Segment Open

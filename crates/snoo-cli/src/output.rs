//! Output formatting helpers.

use anyhow::Result;
use colored::Colorize;
use serde::Serialize;

/// Print a success message.
pub fn success(msg: &str) {
    println!("{} {}", "✓".green(), msg);
}

/// Print a note to stderr, so it never mixes with JSON on stdout.
pub fn note(msg: &str) {
    eprintln!("{}", msg.dimmed());
}

/// Print a labeled field.
pub fn field(label: &str, value: &str) {
    println!("{}: {}", label.dimmed(), value);
}

/// Print a value as compact JSON.
pub fn json<T: Serialize>(value: &T) -> Result<()> {
    let json = serde_json::to_string(value)?;
    println!("{}", json);
    Ok(())
}

/// Print a value as pretty-printed JSON.
pub fn json_pretty<T: Serialize>(value: &T) -> Result<()> {
    let json = serde_json::to_string_pretty(value)?;
    println!("{}", json);
    Ok(())
}
//! Embeds a version string for `--version` and the default user agent.

use std::process::Command;

fn main() {
    println!("cargo:rerun-if-changed=.git/HEAD");
    println!("cargo:rerun-if-changed=.git/refs/");

    let version = describe().unwrap_or_else(|| env!("CARGO_PKG_VERSION").to_string());
    println!("cargo:rustc-env=SNOO_VERSION={}", version);
}

/// `git describe` output without a leading `v`, if git is available.
fn describe() -> Option<String> {
    let output = Command::new("git")
        .args(["describe", "--tags", "--always", "--dirty"])
        .output()
        .ok()?;

    if !output.status.success() {
        return None;
    }

    let raw = String::from_utf8(output.stdout).ok()?;
    let version = raw.trim();
    let version = version.strip_prefix('v').unwrap_or(version);

    (!version.is_empty()).then(|| version.to_string())
}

Segment Closed

## Exercise directions
Copy every line of the records above, starting with the first, up to and including the line containing "pub fn field(label: &str, value: &str)".

## Answer for this exercise
filename crates/snoo-cli/src/output.rs
//! Output formatting helpers.

use anyhow::Result;
use colored::Colorize;
use serde::Serialize;

/// Print a success message.
pub fn success(msg: &str) {
    println!("{} {}", "✓".green(), msg);
}

/// Print a note to stderr, so it never mixes with JSON on stdout.
pub fn note(msg: &str) {
    eprintln!("{}", msg.dimmed());
}

/// Print a labeled field.
pub fn field(label: &str, value: &str) {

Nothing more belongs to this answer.